* **THE TASK**:
Verbatim, and with nothing else, reproduce the data below from its first line through the line containing "the descriptor's filters.".

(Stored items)
-- Opening Marker --

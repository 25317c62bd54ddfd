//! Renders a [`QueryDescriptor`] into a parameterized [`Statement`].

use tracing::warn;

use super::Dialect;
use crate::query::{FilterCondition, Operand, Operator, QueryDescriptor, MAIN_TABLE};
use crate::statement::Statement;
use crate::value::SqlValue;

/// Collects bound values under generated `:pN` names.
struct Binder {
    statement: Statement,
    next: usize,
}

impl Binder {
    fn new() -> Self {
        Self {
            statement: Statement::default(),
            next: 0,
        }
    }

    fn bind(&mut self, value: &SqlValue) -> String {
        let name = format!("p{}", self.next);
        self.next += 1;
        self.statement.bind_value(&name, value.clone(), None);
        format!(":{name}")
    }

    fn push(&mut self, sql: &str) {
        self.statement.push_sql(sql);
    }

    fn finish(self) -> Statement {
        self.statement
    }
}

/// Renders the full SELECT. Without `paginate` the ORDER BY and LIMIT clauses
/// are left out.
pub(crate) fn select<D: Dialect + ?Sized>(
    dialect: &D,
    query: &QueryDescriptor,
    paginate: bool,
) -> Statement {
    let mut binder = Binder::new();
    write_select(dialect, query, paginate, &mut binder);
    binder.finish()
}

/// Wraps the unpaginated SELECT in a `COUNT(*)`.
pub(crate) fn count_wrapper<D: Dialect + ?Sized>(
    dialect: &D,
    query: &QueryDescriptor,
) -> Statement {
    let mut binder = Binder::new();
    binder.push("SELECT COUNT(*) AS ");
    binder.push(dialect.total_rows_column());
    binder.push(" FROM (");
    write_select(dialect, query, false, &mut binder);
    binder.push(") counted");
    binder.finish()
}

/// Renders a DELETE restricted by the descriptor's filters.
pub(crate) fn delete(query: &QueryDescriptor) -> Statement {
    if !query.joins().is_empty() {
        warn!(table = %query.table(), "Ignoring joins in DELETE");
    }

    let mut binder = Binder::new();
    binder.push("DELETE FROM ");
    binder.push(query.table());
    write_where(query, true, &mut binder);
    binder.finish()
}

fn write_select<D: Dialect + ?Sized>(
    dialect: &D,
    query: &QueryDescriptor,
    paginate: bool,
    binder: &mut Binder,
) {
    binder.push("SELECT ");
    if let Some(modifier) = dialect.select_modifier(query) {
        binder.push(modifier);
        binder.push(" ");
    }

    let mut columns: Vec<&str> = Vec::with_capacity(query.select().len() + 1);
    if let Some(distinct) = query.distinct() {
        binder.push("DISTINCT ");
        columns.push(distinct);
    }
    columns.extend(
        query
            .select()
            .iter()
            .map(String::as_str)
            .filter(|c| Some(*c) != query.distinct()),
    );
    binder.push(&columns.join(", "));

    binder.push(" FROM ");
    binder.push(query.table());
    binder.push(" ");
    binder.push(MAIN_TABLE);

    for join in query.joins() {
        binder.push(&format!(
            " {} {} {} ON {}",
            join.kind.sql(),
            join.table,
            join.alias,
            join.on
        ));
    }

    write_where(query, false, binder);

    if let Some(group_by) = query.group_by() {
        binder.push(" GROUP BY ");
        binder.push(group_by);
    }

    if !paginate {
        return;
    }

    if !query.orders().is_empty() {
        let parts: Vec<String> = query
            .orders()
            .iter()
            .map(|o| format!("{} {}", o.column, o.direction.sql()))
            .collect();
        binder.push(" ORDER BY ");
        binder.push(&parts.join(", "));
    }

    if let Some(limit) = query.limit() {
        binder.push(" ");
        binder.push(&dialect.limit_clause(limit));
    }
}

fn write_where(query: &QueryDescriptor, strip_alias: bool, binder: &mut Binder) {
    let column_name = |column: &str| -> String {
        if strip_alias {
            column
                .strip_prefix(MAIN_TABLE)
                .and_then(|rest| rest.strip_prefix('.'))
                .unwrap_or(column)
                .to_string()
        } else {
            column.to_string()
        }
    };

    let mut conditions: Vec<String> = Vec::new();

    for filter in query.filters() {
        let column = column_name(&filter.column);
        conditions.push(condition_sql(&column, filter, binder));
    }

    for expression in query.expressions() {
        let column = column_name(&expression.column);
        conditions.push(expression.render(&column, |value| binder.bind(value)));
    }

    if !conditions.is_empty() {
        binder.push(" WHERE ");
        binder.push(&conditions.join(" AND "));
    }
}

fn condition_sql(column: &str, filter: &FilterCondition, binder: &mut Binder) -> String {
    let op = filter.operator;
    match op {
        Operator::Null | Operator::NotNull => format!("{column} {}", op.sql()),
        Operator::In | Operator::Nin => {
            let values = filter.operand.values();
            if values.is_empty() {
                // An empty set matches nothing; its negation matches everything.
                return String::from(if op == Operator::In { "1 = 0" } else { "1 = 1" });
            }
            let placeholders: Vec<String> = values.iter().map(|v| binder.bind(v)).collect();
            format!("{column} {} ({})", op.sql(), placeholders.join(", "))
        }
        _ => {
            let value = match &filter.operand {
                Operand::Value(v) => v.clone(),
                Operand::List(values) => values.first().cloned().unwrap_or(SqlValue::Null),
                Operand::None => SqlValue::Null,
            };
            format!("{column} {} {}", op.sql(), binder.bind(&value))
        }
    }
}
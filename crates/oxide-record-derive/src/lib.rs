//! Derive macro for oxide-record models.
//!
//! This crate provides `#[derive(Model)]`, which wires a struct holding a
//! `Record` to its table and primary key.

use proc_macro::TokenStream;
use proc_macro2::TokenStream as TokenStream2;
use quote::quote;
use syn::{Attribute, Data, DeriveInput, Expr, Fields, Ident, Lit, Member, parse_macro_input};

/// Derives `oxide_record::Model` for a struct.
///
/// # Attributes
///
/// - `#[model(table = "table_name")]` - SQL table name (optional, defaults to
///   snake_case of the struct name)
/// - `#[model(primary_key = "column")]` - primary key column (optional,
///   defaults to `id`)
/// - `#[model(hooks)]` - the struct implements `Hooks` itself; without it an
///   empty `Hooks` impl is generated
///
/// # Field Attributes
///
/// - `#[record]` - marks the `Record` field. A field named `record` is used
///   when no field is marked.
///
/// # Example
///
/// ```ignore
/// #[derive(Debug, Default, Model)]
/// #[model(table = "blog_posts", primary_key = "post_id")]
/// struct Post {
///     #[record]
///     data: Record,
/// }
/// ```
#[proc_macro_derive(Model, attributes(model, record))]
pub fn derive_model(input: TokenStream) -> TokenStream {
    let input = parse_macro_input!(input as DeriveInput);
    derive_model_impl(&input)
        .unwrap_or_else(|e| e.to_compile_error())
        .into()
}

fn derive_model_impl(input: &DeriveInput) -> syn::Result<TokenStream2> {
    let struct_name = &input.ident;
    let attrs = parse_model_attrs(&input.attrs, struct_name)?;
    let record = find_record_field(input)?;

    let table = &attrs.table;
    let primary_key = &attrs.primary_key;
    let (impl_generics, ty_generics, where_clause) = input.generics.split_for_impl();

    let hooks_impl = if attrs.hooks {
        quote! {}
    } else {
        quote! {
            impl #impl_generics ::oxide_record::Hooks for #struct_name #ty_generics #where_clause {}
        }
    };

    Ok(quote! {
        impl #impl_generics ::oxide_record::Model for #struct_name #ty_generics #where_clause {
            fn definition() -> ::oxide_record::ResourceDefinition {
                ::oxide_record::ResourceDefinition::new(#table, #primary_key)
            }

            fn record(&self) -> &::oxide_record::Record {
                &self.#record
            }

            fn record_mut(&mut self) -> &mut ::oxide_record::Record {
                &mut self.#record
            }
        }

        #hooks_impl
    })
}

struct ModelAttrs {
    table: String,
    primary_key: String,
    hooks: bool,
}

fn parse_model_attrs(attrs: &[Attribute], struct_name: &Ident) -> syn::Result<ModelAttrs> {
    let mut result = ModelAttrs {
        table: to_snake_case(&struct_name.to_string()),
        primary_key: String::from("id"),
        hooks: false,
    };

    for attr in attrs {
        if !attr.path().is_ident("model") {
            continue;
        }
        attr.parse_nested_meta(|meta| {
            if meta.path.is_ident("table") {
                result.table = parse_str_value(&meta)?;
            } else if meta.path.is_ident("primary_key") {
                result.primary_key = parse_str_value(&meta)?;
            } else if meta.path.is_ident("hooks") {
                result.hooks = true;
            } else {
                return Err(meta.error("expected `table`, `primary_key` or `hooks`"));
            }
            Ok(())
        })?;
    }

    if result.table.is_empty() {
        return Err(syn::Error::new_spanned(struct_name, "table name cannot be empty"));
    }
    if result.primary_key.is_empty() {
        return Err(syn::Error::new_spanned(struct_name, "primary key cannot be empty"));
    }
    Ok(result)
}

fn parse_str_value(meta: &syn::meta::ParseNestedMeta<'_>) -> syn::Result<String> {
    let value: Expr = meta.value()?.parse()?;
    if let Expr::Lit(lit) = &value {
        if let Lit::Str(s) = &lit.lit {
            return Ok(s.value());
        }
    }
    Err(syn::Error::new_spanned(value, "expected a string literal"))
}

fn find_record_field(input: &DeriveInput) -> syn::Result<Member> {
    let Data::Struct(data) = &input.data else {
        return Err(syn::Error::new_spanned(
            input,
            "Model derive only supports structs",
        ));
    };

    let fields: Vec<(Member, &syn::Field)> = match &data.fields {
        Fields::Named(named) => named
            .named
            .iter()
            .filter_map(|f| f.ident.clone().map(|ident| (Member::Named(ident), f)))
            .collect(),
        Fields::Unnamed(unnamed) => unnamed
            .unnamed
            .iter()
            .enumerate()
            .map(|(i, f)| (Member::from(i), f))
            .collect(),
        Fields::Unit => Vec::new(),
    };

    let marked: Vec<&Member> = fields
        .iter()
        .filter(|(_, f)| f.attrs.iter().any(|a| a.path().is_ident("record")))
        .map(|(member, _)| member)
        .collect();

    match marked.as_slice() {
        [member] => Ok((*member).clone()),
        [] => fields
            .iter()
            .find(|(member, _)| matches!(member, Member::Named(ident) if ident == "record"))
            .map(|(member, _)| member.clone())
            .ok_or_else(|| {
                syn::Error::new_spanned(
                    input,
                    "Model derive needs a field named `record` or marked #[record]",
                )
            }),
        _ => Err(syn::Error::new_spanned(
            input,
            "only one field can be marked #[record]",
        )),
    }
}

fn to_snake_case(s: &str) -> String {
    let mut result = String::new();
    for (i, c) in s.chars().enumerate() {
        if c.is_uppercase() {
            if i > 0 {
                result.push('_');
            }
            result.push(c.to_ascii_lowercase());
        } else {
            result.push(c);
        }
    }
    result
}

-- Closing Marker --

* **TASK OUTPUT**:
repository 25317c62bd54ddfd
//! Renders a [`QueryDescriptor`] into a parameterized [`Statement`].

use tracing::warn;

use super::Dialect;
use crate::query::{FilterCondition, Operand, Operator, QueryDescriptor, MAIN_TABLE};
use crate::statement::Statement;
use crate::value::SqlValue;

/// Collects bound values under generated `:pN` names.
struct Binder {
    statement: Statement,
    next: usize,
}

impl Binder {
    fn new() -> Self {
        Self {
            statement: Statement::default(),
            next: 0,
        }
    }

    fn bind(&mut self, value: &SqlValue) -> String {
        let name = format!("p{}", self.next);
        self.next += 1;
        self.statement.bind_value(&name, value.clone(), None);
        format!(":{name}")
    }

    fn push(&mut self, sql: &str) {
        self.statement.push_sql(sql);
    }

    fn finish(self) -> Statement {
        self.statement
    }
}

/// Renders the full SELECT. Without `paginate` the ORDER BY and LIMIT clauses
/// are left out.
pub(crate) fn select<D: Dialect + ?Sized>(
    dialect: &D,
    query: &QueryDescriptor,
    paginate: bool,
) -> Statement {
    let mut binder = Binder::new();
    write_select(dialect, query, paginate, &mut binder);
    binder.finish()
}

/// Wraps the unpaginated SELECT in a `COUNT(*)`.
pub(crate) fn count_wrapper<D: Dialect + ?Sized>(
    dialect: &D,
    query: &QueryDescriptor,
) -> Statement {
    let mut binder = Binder::new();
    binder.push("SELECT COUNT(*) AS ");
    binder.push(dialect.total_rows_column());
    binder.push(" FROM (");
    write_select(dialect, query, false, &mut binder);
    binder.push(") counted");
    binder.finish()
}

/// Renders a DELETE restricted by the descriptor's filters.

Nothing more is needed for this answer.